So you have that direct relationship, the media stuff you’re gonna integrate, right? Again, the value of HBO goes away or it’s severely diminished if it’s not also available to Comcast, Spectrum and everybody else.

Completely agree.

This is a court case, right? So what is the advantage you get from owning it as opposed to just having an arms-length relationship like everybody else?

So think about what’s coming together here. Turner, specifically, start there, has an amazing inventory of advertising that they just kind of sell broadly. It’s not a very targeted kind of advertising approach. AT&T has an amazing amount of data, customer data, for 40 million paid TV subscribers in North and South America, 130 million mobile subscribers, 60 million broadband subscribers. We have really great customer insight on what kind of shows, media, content they’re viewing, where they are, all kinds of information on the consumer.

Can you pair a very formidable ad inventory with a very formidable amount of data, information on the customer, viewership data and all other kinds of information, and can you create something unique just from the straight advertising platform and change how you’re monetizing content?

We actually believe there’s a strong opportunity to do this. We do this at a very small scale today, and it’s ... Y’all know the media world, but basically a Turner, every hour, they have 16 minutes of advertising inventory. Two of it goes to the distributor — Comcast, AT&T or whomever — with just our two minutes, where we use the data that I’m talking about, we monetize the advertising at three to five times what is done on just a traditional TNT, TBS and so forth.

Can you begin to move those numbers to look more like what we do in the DirecTV content by virtue of using the data? That’s a sizable benefit.

Those two or three minutes you get from Turner, right, you also get them from ESPN and you have that same advantage there.

Yeah, you’re right.

So again, I’m still confused about why owning one asset and then not owning the other ... what advantage you’re gonna get.

So, all of that inventory you spoke of in DirecTV, roughly 200 billion impressions a year. Turner? 750 billion impressions a year. Can you make the 750 from a yield standpoint look like the 200? If you can, that’s a sizable benefit. It’s a sizable benefit not just in terms of new revenue and new margins, but can you begin to change the content equation? Can you begin to do like Kevin Reilly has done at TNT and drop the advertising load? I find the traditional TV experience less than fulfilling because of the advertising load.

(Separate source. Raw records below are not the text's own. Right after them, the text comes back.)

//! Culpa - Spectrum-based fault localizer with remote debug probing
//!
//! This library ranks code elements by statistical suspiciousness derived
//! from test coverage, then refines the ranking on demand: a remote debug
//! session traces a designated variable's runtime value history, and a
//! static backward search resolves the observed value through
//! assignment/argument/return chains to its originating statement.

pub mod backtracker;
pub mod cli;
pub mod config;
pub mod coverage;
pub mod debug_client;
pub mod element;
pub mod error;
pub mod orchestrator;
pub mod ranker;
pub mod source_model;
pub mod suspicious;
pub mod test_runner;
pub mod variable_tracer;
pub mod wire;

If you can begin to drive yields up, can you take advertising loads down? And can you actually begin to change the viewer experience with some of this content? We actually believe you can.

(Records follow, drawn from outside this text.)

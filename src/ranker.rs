//! Suspiciousness ranking
//!
//! Sprint 1: spectrum formulas and deterministic ordering
//!
//! Consumes the aggregated coverage counts and scores every element with a
//! pluggable spectrum formula. The ranking is a reproducible total order:
//! descending score, ties broken by canonical element identity. A probe can
//! overwrite one element's score in place; the counts that justified the
//! original score stay untouched and the override is recorded as a note.

use fnv::FnvHashMap;
use serde::Serialize;
use std::collections::BTreeSet;

use crate::coverage::CoverageCollection;
use crate::element::{CodeElementName, Granularity};

/// Pluggable suspiciousness formula over pass/fail coverage counts
pub trait SpectrumFormula: Sync {
    fn name(&self) -> &'static str;

    /// Score in [0, 1]; `0` whenever the denominator degenerates.
    fn score(&self, failed: u32, passed: u32, total_failed: u32, total_passed: u32) -> f64;
}

pub struct Ochiai;

impl SpectrumFormula for Ochiai {
    fn name(&self) -> &'static str {
        "ochiai"
    }

    fn score(&self, failed: u32, passed: u32, total_failed: u32, _total_passed: u32) -> f64 {
        let denominator = (f64::from(total_failed) * f64::from(failed + passed)).sqrt();
        if denominator == 0.0 {
            0.0
        } else {
            f64::from(failed) / denominator
        }
    }
}

pub struct Tarantula;

impl SpectrumFormula for Tarantula {
    fn name(&self) -> &'static str {
        "tarantula"
    }

    fn score(&self, failed: u32, passed: u32, total_failed: u32, total_passed: u32) -> f64 {
        if total_failed == 0 {
            return 0.0;
        }
        let fail_ratio = f64::from(failed) / f64::from(total_failed);
        let pass_ratio = if total_passed == 0 {
            0.0
        } else {
            f64::from(passed) / f64::from(total_passed)
        };
        let denominator = fail_ratio + pass_ratio;
        if denominator == 0.0 {
            0.0
        } else {
            fail_ratio / denominator
        }
    }
}

pub struct Jaccard;

impl SpectrumFormula for Jaccard {
    fn name(&self) -> &'static str {
        "jaccard"
    }

    fn score(&self, failed: u32, passed: u32, total_failed: u32, _total_passed: u32) -> f64 {
        let denominator = f64::from(total_failed + passed);
        if denominator == 0.0 {
            0.0
        } else {
            f64::from(failed) / denominator
        }
    }
}

static OCHIAI: Ochiai = Ochiai;
static TARANTULA: Tarantula = Tarantula;
static JACCARD: Jaccard = Jaccard;

/// Formula selection, from CLI or config
#[derive(
    Debug, Clone, Copy, PartialEq, Eq, clap::ValueEnum, serde::Deserialize, serde::Serialize,
)]
#[serde(rename_all = "lowercase")]
pub enum FormulaChoice {
    Ochiai,
    Tarantula,
    Jaccard,
}

impl FormulaChoice {
    pub fn formula(&self) -> &'static dyn SpectrumFormula {
        match self {
            FormulaChoice::Ochiai => &OCHIAI,
            FormulaChoice::Tarantula => &TARANTULA,
            FormulaChoice::Jaccard => &JACCARD,
        }
    }
}

/// One ranked element: identity, counts, and mutable score
#[derive(Debug, Clone, Serialize)]
pub struct FlRankingElement {
    element: CodeElementName,
    failed: u32,
    passed: u32,
    score: f64,
    #[serde(skip_serializing_if = "Option::is_none")]
    probe_note: Option<String>,
    #[serde(skip_serializing_if = "std::ops::Not::not")]
    highlighted: bool,
}

impl FlRankingElement {
    pub fn element(&self) -> &CodeElementName {
        &self.element
    }

    pub fn failed(&self) -> u32 {
        self.failed
    }

    pub fn passed(&self) -> u32 {
        self.passed
    }

    pub fn score(&self) -> f64 {
        self.score
    }

    pub fn probe_note(&self) -> Option<&str> {
        self.probe_note.as_deref()
    }

    pub fn is_highlighted(&self) -> bool {
        self.highlighted
    }
}

/// Owner of the fault-localization ranking
pub struct SuspiciousnessRanker {
    elements: Vec<FlRankingElement>,
    index: FnvHashMap<CodeElementName, usize>,
    total_failed: u32,
    total_passed: u32,
    formula: &'static dyn SpectrumFormula,
}

impl SuspiciousnessRanker {
    /// Build the ranking for one granularity of an aggregated coverage pass.
    pub fn from_coverage(
        collection: &CoverageCollection,
        granularity: Granularity,
        choice: FormulaChoice,
    ) -> SuspiciousnessRanker {
        let formula = choice.formula();
        let (total_failed, total_passed) = collection.totals();
        let mut elements = Vec::new();
        let mut index = FnvHashMap::default();
        for element in collection.elements_at(granularity) {
            let counts = collection.counts(element);
            let score = formula.score(counts.failed, counts.passed, total_failed, total_passed);
            index.insert(element.clone(), elements.len());
            elements.push(FlRankingElement {
                element: element.clone(),
                failed: counts.failed,
                passed: counts.passed,
                score,
                probe_note: None,
                highlighted: false,
            });
        }
        SuspiciousnessRanker {
            elements,
            index,
            total_failed,
            total_passed,
            formula,
        }
    }

    pub fn formula_name(&self) -> &'static str {
        self.formula.name()
    }

    pub fn totals(&self) -> (u32, u32) {
        (self.total_failed, self.total_passed)
    }

    pub fn len(&self) -> usize {
        self.elements.len()
    }

    pub fn is_empty(&self) -> bool {
        self.elements.is_empty()
    }

    pub fn score(&self, element: &CodeElementName) -> Option<f64> {
        self.index.get(element).map(|&i| self.elements[i].score)
    }

    /// Total order: score descending, canonical identity ascending on ties.
    pub fn rank(&self) -> Vec<&FlRankingElement> {
        let mut ranked: Vec<&FlRankingElement> = self.elements.iter().collect();
        ranked.sort_by(|a, b| {
            b.score
                .partial_cmp(&a.score)
                .unwrap_or(std::cmp::Ordering::Equal)
                .then_with(|| a.element.cmp(&b.element))
        });
        ranked
    }

    /// Overwrite one element's score after a probe implicated it. Counts are
    /// left untouched; the note records why the score no longer derives from
    /// them. Returns false when the element is not in the ranking.
    pub fn update_score(
        &mut self,
        element: &CodeElementName,
        new_score: f64,
        note: &str,
    ) -> bool {
        match self.index.get(element) {
            Some(&i) => {
                self.elements[i].score = new_score;
                self.elements[i].probe_note = Some(note.to_string());
                true
            }
            None => false,
        }
    }

    /// Mark known-buggy elements for offline quality measurement.
    pub fn highlight_methods(&mut self, known: &BTreeSet<CodeElementName>) {
        for element in &mut self.elements {
            element.highlighted = known.contains(&element.element);
        }
    }

    /// Rank distance from the top to the first highlighted element.
    pub fn wasted_effort(&self) -> Option<usize> {
        self.rank().iter().position(|e| e.highlighted)
    }
}

/// Mean wasted effort over a set of localization runs.
pub fn mean_wasted_effort(efforts: &[usize]) -> f64 {
    if efforts.is_empty() {
        return 0.0;
    }
    efforts.iter().sum::<usize>() as f64 / efforts.len() as f64
}
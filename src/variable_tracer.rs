//! Dynamic variable tracing
//!
//! Sprint 5: ordered value history over one test execution
//!
//! Drives one debug session through one execution of the owning test and
//! records the target variable's textual value at every breakpoint hit
//! where it is in scope. The collection order is the defining invariant: it
//! equals true runtime execution order, including repeated visits to the
//! same line inside loops. Out-of-scope hits are skipped silently; a
//! declared-but-unassigned slot is recorded with the uninitialized
//! sentinel, not treated as an error.

use tracing::{debug, warn};

use crate::config::Config;
use crate::debug_client::DebugSession;
use crate::element::CodeElementName;
use crate::error::LocalizerError;
use crate::source_model::SourceModel;
use crate::suspicious::SuspiciousVariable;

/// Wire-level sentinel for a declared but not yet initialized variable
pub const UNINITIALIZED: &str = "<uninitialized>";

/// One observed (line, variable, value) snapshot
#[derive(Debug, Clone, PartialEq)]
pub struct TracedValue {
    pub line: u32,
    pub variable: String,
    pub value: String,
}

/// Snapshots in the order they were captured during one execution
#[derive(Debug, Clone, Default, PartialEq)]
pub struct TracedValueCollection {
    entries: Vec<TracedValue>,
}

impl TracedValueCollection {
    pub fn new() -> TracedValueCollection {
        TracedValueCollection::default()
    }

    pub fn push(&mut self, line: u32, variable: &str, value: &str) {
        self.entries.push(TracedValue {
            line,
            variable: variable.to_string(),
            value: value.to_string(),
        });
    }

    pub fn entries(&self) -> &[TracedValue] {
        &self.entries
    }

    pub fn len(&self) -> usize {
        self.entries.len()
    }

    pub fn is_empty(&self) -> bool {
        self.entries.is_empty()
    }

    /// Last observed value, if any snapshot was captured
    pub fn final_value(&self) -> Option<&str> {
        self.entries.last().map(|e| e.value.as_str())
    }

    pub fn iter(&self) -> std::slice::Iter<'_, TracedValue> {
        self.entries.iter()
    }
}

impl<'a> IntoIterator for &'a TracedValueCollection {
    type Item = &'a TracedValue;
    type IntoIter = std::slice::Iter<'a, TracedValue>;

    fn into_iter(self) -> Self::IntoIter {
        self.entries.iter()
    }
}

/// Traces one variable's runtime value history
pub struct VariableTracer<'a> {
    config: &'a Config,
    source: &'a dyn SourceModel,
}

impl<'a> VariableTracer<'a> {
    pub fn new(config: &'a Config, source: &'a dyn SourceModel) -> Self {
        VariableTracer { config, source }
    }

    /// Launch a fresh target, run the owning test once, and return the
    /// ordered value history of the target variable. Nothing carries over
    /// between invocations; every call is a fresh process and execution.
    pub fn trace_values_of_target(
        &self,
        target: &SuspiciousVariable,
    ) -> Result<TracedValueCollection, LocalizerError> {
        let mut session = DebugSession::start(self.config)?;
        let result = self.trace_in_session(&mut session, target);
        session.close();
        result
    }

    /// Same as [`trace_values_of_target`] against an already-open session.
    /// The caller keeps ownership of the session's lifetime.
    ///
    /// [`trace_values_of_target`]: VariableTracer::trace_values_of_target
    pub fn trace_in_session(
        &self,
        session: &mut DebugSession,
        target: &SuspiciousVariable,
    ) -> Result<TracedValueCollection, LocalizerError> {
        let lines = self.source.executable_lines(target.method());
        if lines.is_empty() {
            warn!(method = %target.method(), "no executable lines known, empty trace");
            return Ok(TracedValueCollection::new());
        }
        let class = target.method().class_name().to_string();
        let method = target.method().method_name().unwrap_or_default().to_string();
        for line in &lines {
            session.set_breakpoint(&CodeElementName::line(&class, &method, *line))?;
        }
        debug!(
            test = target.owning_test(),
            variable = target.variable(),
            breakpoints = lines.len(),
            "tracing variable"
        );

        let mut collection = TracedValueCollection::new();
        let outcome = session.run_test(target.owning_test(), |frame| {
            if let Some(value) = frame.variable(target.variable()) {
                collection.push(frame.line(), target.variable(), value);
            }
        })?;
        debug!(
            snapshots = collection.len(),
            passed = outcome.passed(),
            "trace finished"
        );
        session.cleanup_event_requests()?;
        Ok(collection)
    }
}
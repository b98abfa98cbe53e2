use anyhow::Result;
use clap::Parser;
use culpa::cli::{Cli, CliCommand, OutputFormat};
use culpa::config::Config;
use culpa::coverage::ProcessInstrumentedExecutor;
use culpa::element::CodeElementName;
use culpa::orchestrator::{Orchestrator, ProbeOutcome};
use culpa::ranker::SuspiciousnessRanker;
use culpa::source_model::TextSourceModel;
use culpa::suspicious::SuspiciousVariable;
use tracing_subscriber::EnvFilter;

/// Initialize tracing subscriber for debug output
fn init_tracing(debug: bool) {
    if debug {
        tracing_subscriber::fmt()
            .with_env_filter(
                EnvFilter::from_default_env().add_directive(tracing::Level::TRACE.into()),
            )
            .with_writer(std::io::stderr)
            .init();
    }
}

fn print_ranking(ranker: &SuspiciousnessRanker, format: OutputFormat) -> Result<()> {
    match format {
        OutputFormat::Json => {
            println!("{}", serde_json::to_string_pretty(&ranker.rank())?);
        }
        OutputFormat::Text => {
            let (total_failed, total_passed) = ranker.totals();
            println!(
                "Suspiciousness ranking ({}, {} failing / {} passing tests)",
                ranker.formula_name(),
                total_failed,
                total_passed
            );
            println!("─────────────────────────────────────────");
            for element in ranker.rank() {
                let note = match element.probe_note() {
                    Some(note) => format!("  [{}]", note),
                    None => String::new(),
                };
                println!(
                    "{:.4}  {:>3}/{:<3}  {}{}",
                    element.score(),
                    element.failed(),
                    element.passed(),
                    element.element(),
                    note
                );
            }
        }
    }
    Ok(())
}

fn print_probe(outcome: &ProbeOutcome, format: OutputFormat) -> Result<()> {
    match format {
        OutputFormat::Json => {
            let trace: Vec<_> = outcome
                .trace
                .iter()
                .map(|entry| {
                    serde_json::json!({
                        "line": entry.line,
                        "variable": entry.variable,
                        "value": entry.value,
                    })
                })
                .collect();
            println!(
                "{}",
                serde_json::to_string_pretty(&serde_json::json!({
                    "trace": trace,
                    "implicated": outcome.implicated.as_ref().map(|e| e.canonical()),
                }))?
            );
        }
        OutputFormat::Text => {
            println!("Value history ({} snapshots):", outcome.trace.len());
            for entry in &outcome.trace {
                println!("  line {:>4}  {} = {}", entry.line, entry.variable, entry.value);
            }
            if let Some(chain) = &outcome.chain {
                println!("Causal chain:");
                println!("{}", chain);
            }
            match &outcome.implicated {
                Some(element) => println!("Implicated: {}", element),
                None => println!("Implicated: (none)"),
            }
        }
    }
    Ok(())
}

fn main() -> Result<()> {
    let cli = Cli::parse();
    init_tracing(cli.debug);

    let config = match &cli.config {
        Some(path) => Config::load(path)?,
        None => Config::default(),
    };

    let source = TextSourceModel::from_roots(&config)?;
    let executor = ProcessInstrumentedExecutor::new(&config);
    let orchestrator = Orchestrator::new(&config, &source, &executor);

    match cli.command {
        CliCommand::Rank {
            test_class,
            granularity,
            formula,
        } => {
            let ranker = orchestrator.initial_ranking(
                &test_class,
                granularity.into(),
                formula.unwrap_or(config.formula),
            )?;
            print_ranking(&ranker, cli.format)?;
        }
        CliCommand::Probe {
            test_class,
            test,
            method,
            line,
            variable,
            granularity,
            formula,
        } => {
            let mut ranker = orchestrator.initial_ranking(
                &test_class,
                granularity.into(),
                formula.unwrap_or(config.formula),
            )?;
            let target = SuspiciousVariable::new(
                &test,
                CodeElementName::from_canonical(&method),
                line,
                &variable,
            );
            let outcome = orchestrator.probe(&mut ranker, &target)?;
            print_probe(&outcome, cli.format)?;
            print_ranking(&ranker, cli.format)?;
        }
    }
    Ok(())
}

Jeff Bewkes is pretty good at running a media company, ask James Murdoch and his dad are very good at building a media company. These guys who are building these big companies are selling media companies to people like you. Doesn’t that give you pause, that you’re on the wrong side of the table? I asked James the same question backwards.

Look, the model has to change. I think they all recognize that. If you’re gonna just keep running the same play, then it’s probably not a very exciting business. But if you can begin to reassemble the assets in a way that can actually allow you to change the model. Can you change the advertising model? Can you change how content is distributed? 130 million mobile subscribers and you own premium content, how can you begin to experiment and innovate around the content differently to distribute to 130 million mobile subscribers? We think there’s some opportunities to really innovate in media and entertainment around that as well. Jeff Bewkes would tell you the same thing.

The last big deal you did was DirecTV a couple years ago, 2015?

2015.

You said, basically, at the time, “We bought a declining asset.” Is the rate of decline accelerated for DirecTV in terms of the subscribers?

No, actually, it’s been interesting. So we got it kind of late in ‘15. In ‘16, it followed the path that we pretty much expected it would follow. In 2017, it was kinda like a step shift in the paid TV market. It just kind of dropped down, and then did this. It’s now on the same trajectory, but it just took a step down in ‘17 that was more than we expected. As we look over the last couple of quarters, it’s back on a similar trend, but there was just a step shift ...

What did that signal to you?

We’ve asked ourselves that question a lot. We know where the traffic went and what demographic it was. It wouldn’t surprise anybody in this room.

Well, spell it out.

It’s millennials. It’s people who tend to live in apartment complexes. You can get very specific about who the people were that did the aggressive cord-cutting in 2017. It was all the people you knew who would, but there was just a step-shift in that ...

Young people who were paying you for satellite TV stopped paying you for satellite TV?

Or cable TV or whatever. Correct.

Then the satellite guys have been hit worse than the traditional cable guys right?

For a couple of quarters.

Right. Yeah.

They’re slash quarters ...

Did you see that coming?

Yeah, you know what, we did. So, some of it ... We said when we bought DirecTV, we were not in love with the satellite business. What we wanted was the ability to innovate in terms of delivering the content, specifically, moving to over the top. Getting mobile rights so we could begin distributing that content to our mobile subscribers.

So you basically thought you were buying customers, not the satellite industry?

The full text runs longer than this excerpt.